▸ Aim of the exercise: Isolate every line in the data with the string "SharedGenerator" and copy it.

Stored items from a collection:
*** Begin section ***

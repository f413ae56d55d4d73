//! Generation orchestrator - concurrent per-style fan-out and aggregation
//!
//! Given a set of selected style ids, the orchestrator fires one client
//! call per style, waits for every call to settle, and aggregates the
//! outcomes. A failing style never aborts its siblings; only an all-failed
//! batch escalates to the caller as an error.

use chrono::{DateTime, Utc};
use futures::stream::{self, StreamExt};
use serde::Serialize;
use std::sync::Arc;
use std::time::Duration;
use tokio::sync::Semaphore;
use tracing::{debug, info, warn};
use uuid::Uuid;

use crate::catalog::{Catalog, StyleProfile};
use crate::client::{SharedGenerator, StyleRequest};
use crate::config::OrchestratorConfig;
use crate::encoding::ReferenceImage;
use crate::error::{AppError, Result};

/// A successfully generated poster image
#[derive(Debug, Clone, Serialize)]
#[serde(rename_all = "camelCase")]
pub struct GenerationResult {
    pub id: Uuid,
    pub style_id: String,
    /// Data URL or remote URL, directly usable as an image source
    pub image_url: String,
    /// Echo of the user prompt
    pub prompt: String,
    #[serde(with = "chrono::serde::ts_milliseconds")]
    pub timestamp: DateTime<Utc>,
}

/// An absorbed per-style failure, kept for diagnostics and tests
#[derive(Debug, Clone, Serialize)]
#[serde(rename_all = "camelCase")]
pub struct StyleFailure {
    pub style_id: String,
    pub error: String,
}

/// Aggregated outcome of one batch
#[derive(Debug, Clone, Serialize)]
#[serde(rename_all = "camelCase")]
pub struct BatchOutcome {
    pub batch_id: Uuid,
    /// Successful results, in input iteration order of the style ids
    pub results: Vec<GenerationResult>,
    pub failures: Vec<StyleFailure>,
}

impl BatchOutcome {
    pub fn failed_count(&self) -> usize {
        self.failures.len()
    }
}

/// Fan-out orchestrator over a shared generation client
pub struct Orchestrator {
    catalog: Arc<Catalog>,
    generator: SharedGenerator,
    config: OrchestratorConfig,
    in_flight: Semaphore,
}

impl Orchestrator {
    pub fn new(
        catalog: Arc<Catalog>,
        generator: SharedGenerator,
        config: OrchestratorConfig,
    ) -> Self {
        Self {
            catalog,
            generator,
            config,
            // Overlapping batches would race on downstream result state, so
            // only one may be outstanding at a time.
            in_flight: Semaphore::new(1),
        }
    }

    /// Run one generation call per selected style, concurrently, and
    /// aggregate the outcomes.
    ///
    /// Callers pre-validate that `prompt` and `style_ids` are non-empty.
    /// Unknown style ids are skipped silently. Fails with
    /// [`AppError::BatchInProgress`] if a previous batch has not settled,
    /// and with [`AppError::AllStylesFailed`] when at least one call was
    /// attempted and none succeeded.
    pub async fn generate_all(
        &self,
        style_ids: &[String],
        prompt: &str,
        reference: Option<ReferenceImage>,
    ) -> Result<BatchOutcome> {
        let _permit = self
            .in_flight
            .try_acquire()
            .map_err(|_| AppError::BatchInProgress)?;

        let batch_id = Uuid::new_v4();

        let styles: Vec<&StyleProfile> = style_ids
            .iter()
            .filter_map(|id| {
                let style = self.catalog.get(id);
                if style.is_none() {
                    warn!(batch = %batch_id, style = %id, "Unknown style id, skipping");
                }
                style
            })
            .collect();

        if styles.is_empty() {
            debug!(batch = %batch_id, "No known styles selected, nothing to generate");
            return Ok(BatchOutcome {
                batch_id,
                results: Vec::new(),
                failures: Vec::new(),
            });
        }

        let generator = self.generator.get().await?;
        let per_style_timeout = Duration::from_millis(self.config.per_style_timeout_ms);
        let limit = if self.config.max_concurrent == 0 {
            styles.len()
        } else {
            self.config.max_concurrent
        };

        info!(
            batch = %batch_id,
            styles = styles.len(),
            limit = limit,
            "Starting generation batch"
        );

        // `buffered` keeps up to `limit` calls in flight and yields settled
        // outcomes in input order, not completion order.
        let calls: Vec<_> = styles.into_iter().map(|style| {
            let generator = Arc::clone(&generator);
            let style_id = style.id.clone();
            let request = StyleRequest {
                prompt: prompt.to_string(),
                style_instruction: style.prompt_instruction.clone(),
                reference: reference.clone(),
            };
            async move {
                let outcome =
                    match tokio::time::timeout(per_style_timeout, generator.generate_styled(request))
                        .await
                    {
                        Ok(result) => result,
                        Err(_) => Err(AppError::Timeout(format!(
                            "Generation for style '{}' timed out",
                            style_id
                        ))),
                    };
                (style_id, outcome)
            }
        }).collect();

        let settled: Vec<(String, Result<String>)> =
            stream::iter(calls).buffered(limit).collect().await;

        let mut results = Vec::new();
        let mut failures = Vec::new();
        for (style_id, outcome) in settled {
            match outcome {
                Ok(image_url) => results.push(GenerationResult {
                    id: Uuid::new_v4(),
                    style_id,
                    image_url,
                    prompt: prompt.to_string(),
                    timestamp: Utc::now(),
                }),
                Err(e) => {
                    warn!(batch = %batch_id, style = %style_id, error = %e, "Style generation failed");
                    failures.push(StyleFailure {
                        style_id,
                        error: e.to_string(),
                    });
                }
            }
        }

        info!(
            batch = %batch_id,
            succeeded = results.len(),
            failed = failures.len(),
            "Generation batch settled"
        );

        if results.is_empty() {
            return Err(AppError::AllStylesFailed);
        }

        Ok(BatchOutcome {
            batch_id,
            results,
            failures,
        })
    }
}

*** End section ***

▸ Reply to the exercise:
use crate::client::{SharedGenerator, StyleRequest};
    generator: SharedGenerator,
        generator: SharedGenerator,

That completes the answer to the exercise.